Saya mulai membaca buku tersebut, dan lembar demi lembar menyelami kisah-kisah bullying yang dialami oleh penulis. Sedikit demi sedikit, dalam benak saya muncul gambaran-gambaran ringkas pengalaman bullying yang saya alami sendiri. Saya sudah melangkah jauh. Bahkan, entah mengapa saya merasa ingatan saya tidak terlalu banyak tentang pengalaman tersebut. Mungkin saya telah membenamnya, merepresinya dalam-dalam ke alam bawah sadar saya. Yang penting adalah yang sekarang, saya sudah bebas.

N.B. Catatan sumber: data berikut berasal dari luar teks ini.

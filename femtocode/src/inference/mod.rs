//! Type inference for expressions: refining schemas under predicates and
//! propagating intervals through arithmetic.
//!
//! Everything here narrows or combines existing schemas; nothing executes.
//! A predicate that can never hold yields the `Impossible` schema rather
//! than an error, so alternatives inside a `Union` die quietly while the
//! survivors carry on.

mod arithmetic;
mod inequality;
mod literal;

pub use arithmetic::{add, divide, floordivide, modulo, multiply, power, subtract};
pub use inequality::inequality;
pub use literal::literal;

use crate::almost::Endpoint;
use crate::error::FemtocodeError;
use crate::schema::Schema;
use crate::FemtoResult;
use std::collections::HashSet;
use std::str::FromStr;

/// A comparison opcode, as it appears in Femtocode source.
#[derive(Debug, Clone, Copy, PartialEq, Eq, Hash)]
pub enum Predicate {
    Eq,
    Ne,
    Lt,
    Le,
    Gt,
    Ge,
    SizeEq,
    SizeNe,
    SizeLt,
    SizeLe,
    SizeGt,
    SizeGe,
    Ordered,
    NotOrdered,
}

impl Predicate {
    pub fn opcode(self) -> &'static str {
        match self {
            Predicate::Eq => "==",
            Predicate::Ne => "!=",
            Predicate::Lt => "<",
            Predicate::Le => "<=",
            Predicate::Gt => ">",
            Predicate::Ge => ">=",
            Predicate::SizeEq => "size==",
            Predicate::SizeNe => "size!=",
            Predicate::SizeLt => "size<",
            Predicate::SizeLe => "size<=",
            Predicate::SizeGt => "size>",
            Predicate::SizeGe => "size>=",
            Predicate::Ordered => "ordered",
            Predicate::NotOrdered => "notordered",
        }
    }

    pub fn is_size(self) -> bool {
        matches!(
            self,
            Predicate::SizeEq
                | Predicate::SizeNe
                | Predicate::SizeLt
                | Predicate::SizeLe
                | Predicate::SizeGt
                | Predicate::SizeGe
        )
    }

    /// The element-level comparison inside a size predicate.
    pub(crate) fn without_size(self) -> Predicate {
        match self {
            Predicate::SizeEq => Predicate::Eq,
            Predicate::SizeNe => Predicate::Ne,
            Predicate::SizeLt => Predicate::Lt,
            Predicate::SizeLe => Predicate::Le,
            Predicate::SizeGt => Predicate::Gt,
            Predicate::SizeGe => Predicate::Ge,
            other => other,
        }
    }
}

impl FromStr for Predicate {
    type Err = FemtocodeError;

    fn from_str(s: &str) -> FemtoResult<Predicate> {
        match s {
            "==" => Ok(Predicate::Eq),
            "!=" => Ok(Predicate::Ne),
            "<" => Ok(Predicate::Lt),
            "<=" => Ok(Predicate::Le),
            ">" => Ok(Predicate::Gt),
            ">=" => Ok(Predicate::Ge),
            "size==" => Ok(Predicate::SizeEq),
            "size!=" => Ok(Predicate::SizeNe),
            "size<" => Ok(Predicate::SizeLt),
            "size<=" => Ok(Predicate::SizeLe),
            "size>" => Ok(Predicate::SizeGt),
            "size>=" => Ok(Predicate::SizeGe),
            "ordered" => Ok(Predicate::Ordered),
            "notordered" => Ok(Predicate::NotOrdered),
            other => Err(FemtocodeError::invalid_argument(format!(
                "\"{}\" is not a comparison opcode",
                other
            ))),
        }
    }
}

/// A numeric interval pulled out of a `Number` schema.
#[derive(Debug, Clone, Copy)]
pub(crate) struct Interval {
    pub min: Endpoint,
    pub max: Endpoint,
    pub whole: bool,
}

impl Interval {
    /// True when `v` is an attainable value of the interval.
    pub fn attains(&self, v: f64) -> bool {
        (self.min.value() < v || self.min == Endpoint::Closed(v))
            && (self.max.value() > v || self.max == Endpoint::Closed(v))
    }

    /// True when an infinite value is attainable (a closed `inf` or
    /// `-inf` endpoint, as opposed to `almost(inf)`).
    pub fn attains_infinite(&self) -> bool {
        self.min == Endpoint::NEG_INF || self.max == Endpoint::INF
    }
}

/// Flatten a numeric schema (a `Number`, or a `Union` or reference over
/// them) into its intervals. Anything non-numeric is an argument error.
pub(crate) fn intervals_of(schema: &Schema) -> FemtoResult<Vec<Interval>> {
    let mut out = Vec::new();
    let mut seen = HashSet::new();
    collect_intervals(schema, &mut out, &mut seen)?;
    Ok(out)
}

fn collect_intervals(
    schema: &Schema,
    out: &mut Vec<Interval>,
    seen: &mut HashSet<String>,
) -> FemtoResult<()> {
    match schema {
        Schema::Number {
            min, max, whole, ..
        } => {
            out.push(Interval {
                min: *min,
                max: *max,
                whole: *whole,
            });
            Ok(())
        }
        Schema::Union { possibilities } => {
            for possibility in possibilities {
                collect_intervals(possibility, out, seen)?;
            }
            Ok(())
        }
        Schema::Ref(r) => {
            if !seen.insert(r.name().to_string()) {
                return Err(FemtocodeError::invalid_argument(format!(
                    "\"{}\" is recursive, not numeric",
                    r.name()
                )));
            }
            match r.target() {
                Some(target) => collect_intervals(target, out, seen),
                None => Err(FemtocodeError::unresolved(r.name())),
            }
        }
        Schema::Alias(name) => Err(FemtocodeError::unresolved(name)),
        other => Err(FemtocodeError::invalid_argument(format!(
            "expected a numeric schema, found {}",
            other.kind()
        ))),
    }
}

Ketika sampai pada bab terakhir pada buku tersebut, judulnya menjadi cukup menarik bagi saya. "Fase Penyembuhan". Saya tidak pernah mengamati dengan seksama fase penyembuhan diri saya sendiri. Yang saya tahu adalah saya berdoa, menemukan dance sebagai bakat saya, dan saya menjadi merasa berharga karenanya; dari situlah saya terbebas dari bullying. Self-esteem menyelamatkan saya dari kubangan tersebut. Pada bab terakhir tersebut, dipaparkan langkah-langkah untuk menyembuhkan diri dari bullying. Saya mulai membaca dari langkah pertama, kedua, ketiga,-- langkah-langkah yang membimbing seorang korban bullying untuk belajar menerima dirinya, mengetahui kelebihan dan kekurangannya, dan lain sebagainya. Saya sudah melalui itu. Langkah keempat, dimana korban dibimbing untuk menggali potensi yang dimiliki. Saya pun sudah melalui itu. Kemudian saya meneruskan membaca dengan mulai sombong dan merasa seimbang dengan si penulis, sampai saya menemukan langkah keenam.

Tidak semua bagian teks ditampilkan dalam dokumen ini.